Program makan bergizi gratis ini tidak hanya menyasar masyarakat desa saja tapi juga ke seluruh penjuru Indonesia. Tapi ada juga “start” tidak merata mungkin dipengaruhi oleh berbagai faktor dan alasan. Tapi yang menariknya disini adalah seberapa bahagia masyarakat baik itu anak usia sekolah atau orang tua yang memiliki dampak positif dari program ini.

Di banyak kota dan desa, pemandangan anak-anak berangkat ke sekolah dengan bekal plastik atau uang jajan sudah menjadi rutinitas. Bagi sebagian orang tua, menyediakan uang jajan adalah bagian dari pola asuhan dimana ada makna bagaimana anak mengelola ekonomi dan keuangannya selain itu juga agar anak bisa beli camilan, minum, atau sekadar jajan kecil di kantin. Namun ketika sekolah menyediakan program makan bergizi gratis, sebuah pertanyaan penting muncul: apakah program itu mengurangi pengeluaran orang tua untuk jajan? Dan lebih jauh lagi, apa dampak sosial, ekonomi, dan kesehatan yang mengikutinya? Dalam opini ini saya ingin mengurai pengaruh program makan bergizi gratis pada pengeluaran orang tua terhadap jajan anak sekolah, menyentuh sisi manfaat, tantangan, dan rekomendasi kebijakan yang realistis.

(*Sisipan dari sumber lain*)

use crate::{
    core::{estimator::DemandEstimator, params::Params},
    graph::{HourOfDay, ZoneGraph, ZoneIndex},
    quantity::rate::MoneyRate,
};

/// One legal move out of a zone for one hour of work.
#[derive(Copy, Clone, Debug, PartialEq)]
pub struct Candidate {
    pub to: ZoneIndex,

    /// Estimated earning rate at the destination during the hour of the move.
    pub rate: MoneyRate,
}

/// Enumerates candidate moves, the observed self-loop included.
#[derive(Copy, Clone)]
pub struct TransitionModel<'a> {
    graph: &'a ZoneGraph,
    estimator: DemandEstimator<'a>,
}

impl<'a> TransitionModel<'a> {
    pub const fn new(graph: &'a ZoneGraph, params: &'a Params) -> Self {
        Self { graph, estimator: DemandEstimator::new(graph, params) }
    }

    /// Moves out of the zone at the hour, ordered by destination identifier.
    ///
    /// An empty sequence means the zone has no observed departures: it absorbs
    /// the driver, who stays put and earns nothing for the remaining hours.
    pub fn candidate_moves(
        self,
        zone: ZoneIndex,
        hour: HourOfDay,
    ) -> impl Iterator<Item = Candidate> + 'a {
        self.graph.outgoing(zone).iter().map(move |transition| Candidate {
            to: transition.to,
            rate: self.estimator.earning_rate(transition.to, hour),
        })
    }
}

1. Pengurangan Langsung pada Kebutuhan Uang Jajan

Argumen paling sederhana dan langsung adalah bila sekolah menyediakan makanan utama, seperti sarapan atau makan siang, anak tidak perlu membeli makanan di luar untuk mengisi perutnya selama jam sekolah. Pada keluarga berpenghasilan rendah, pengeluaran kecil per hari (misalnya Rp5.000–Rp10.000) jika dijumlahkan selama sebulan atau setahun ternyata signifikan. Jadi, program makan gratis bisa memangkas pengeluaran keluarga secara langsung. Uang yang biasanya dialokasikan untuk jajan bisa dialihkan untuk kebutuhan lain: pulsa, transportasi, kebutuhan rumah tangga, atau ditabung untuk keperluan sekolah yang lebih penting seperti buku dan seragam. Skema lainnya adalah misalkan seorang ayah memberi jajan kepada anaknya Rp. 10.000 tapi karena ada program ini orang tua bisa memberikan Rp. 5.000 rupiah saja karena akhirnya juga tidak banyak jajan karena anak sudah kenyang dengan makan bergizi gratis ini. Asalkan anaknya terima saja dan tidak protes karena orang tuanya mengurangi nilai uang jajannya.

 

Namun perlu dicatat: besaran pengurangan pengeluaran bergantung pada beberapa faktor , frekuensi pemberian makanan di sekolah (harian atau beberapa hari), kualitas dan kuantitas porsi (cukup mengenyangkan atau hanya snack kecil), serta kebiasaan jajan anak. Jika makanan sekolah hanya berupa snack ringan, manfaat penghematan akan minimal karena anak tetap mungkin membeli makanan berat atau minuman di luar.

 

2. Perubahan Perilaku Konsumsi Anak dari Jajan yang belum tentu sehat ke Jajanan Sehat?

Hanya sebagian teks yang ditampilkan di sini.